YOUR OBJECTIVE
Search the data for the word "readable" and copy every line where it occurs.

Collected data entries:
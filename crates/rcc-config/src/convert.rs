//! Typed conversion of raw configuration text.

/// A type that can be parsed from a raw configuration value.
///
/// `from_config_value` never sees empty input: blank values are treated as
/// absent before conversion runs.
pub trait FromConfigValue: Sized {
    /// Human-readable type name used in conversion errors.
    const TYPE_NAME: &'static str;

    /// Parse the raw text. The error is a short reason, not a full message.
    fn from_config_value(raw: &str) -> Result<Self, String>;
}

impl FromConfigValue for String {
    const TYPE_NAME: &'static str = "string";

    fn from_config_value(raw: &str) -> Result<Self, String> {
        Ok(raw.to_string())
    }
}

macro_rules! impl_from_config_value_int {
    ($($ty:ty => $name:literal),* $(,)?) => {
        $(
            impl FromConfigValue for $ty {
                const TYPE_NAME: &'static str = $name;

                fn from_config_value(raw: &str) -> Result<Self, String> {
                    raw.trim().parse::<$ty>().map_err(|e| e.to_string())
                }
            }
        )*
    };
}

impl_from_config_value_int! {
    i64 => "long",
    i32 => "integer",
    u64 => "unsigned long",
    u32 => "unsigned integer",
}

impl FromConfigValue for bool {
    const TYPE_NAME: &'static str = "boolean";

    fn from_config_value(raw: &str) -> Result<Self, String> {
        parse_bool(raw)
    }
}

/// Strict boolean parsing: anything outside the accepted spellings fails.
pub fn parse_bool(raw: &str) -> Result<bool, String> {
    match raw.trim().to_ascii_lowercase().as_str() {
        "true" | "yes" | "y" | "on" | "1" => Ok(true),
        "false" | "no" | "n" | "off" | "0" => Ok(false),
        _ => Err("expected boolean (true/false/yes/no/y/n/on/off/1/0)".to_string()),
    }
}
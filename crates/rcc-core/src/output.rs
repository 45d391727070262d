//! Output formats and payload rendering.

use clap::ValueEnum;
use serde::{Deserialize, Serialize};
use std::io::Write;

use crate::error::{Error, Result};

/// Supported output formats for CLI commands.
#[derive(Debug, Clone, Copy, PartialEq, Eq, Default, ValueEnum, Serialize, Deserialize)]
#[serde(rename_all = "lowercase")]
pub enum OutputFormat {
    /// Pretty-printed JSON (default for machine consumption)
    #[default]
    Json,

    /// TOML document
    Toml,

    /// Short human-readable text
    Summary,
}

impl std::fmt::Display for OutputFormat {
    fn fmt(&self, f: &mut std::fmt::Formatter<'_>) -> std::fmt::Result {
        match self {
            OutputFormat::Json => write!(f, "json"),
            OutputFormat::Toml => write!(f, "toml"),
            OutputFormat::Summary => write!(f, "summary"),
        }
    }
}

/// Render `payload` in `format`; `summary` builds the text form on demand.
pub fn render<T, F>(payload: &T, format: OutputFormat, summary: F) -> Result<String>
where
    T: Serialize,
    F: FnOnce(&T) -> String,
{
    match format {
        OutputFormat::Json => serde_json::to_string_pretty(payload).map_err(|e| Error::Render {
            format: "json",
            message: e.to_string(),
        }),
        OutputFormat::Toml => toml::to_string_pretty(payload).map_err(|e| Error::Render {
            format: "toml",
            message: e.to_string(),
        }),
        OutputFormat::Summary => Ok(summary(payload)),
    }
}

/// Write rendered output followed by a newline and flush.
pub fn write_output<W: Write>(writer: &mut W, text: &str) -> Result<()> {
    writeln!(writer, "{}", text)?;
    writer.flush()?;
    Ok(())
}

SOLVED EXERCISE
    /// Human-readable type name used in conversion errors.
    /// Short human-readable text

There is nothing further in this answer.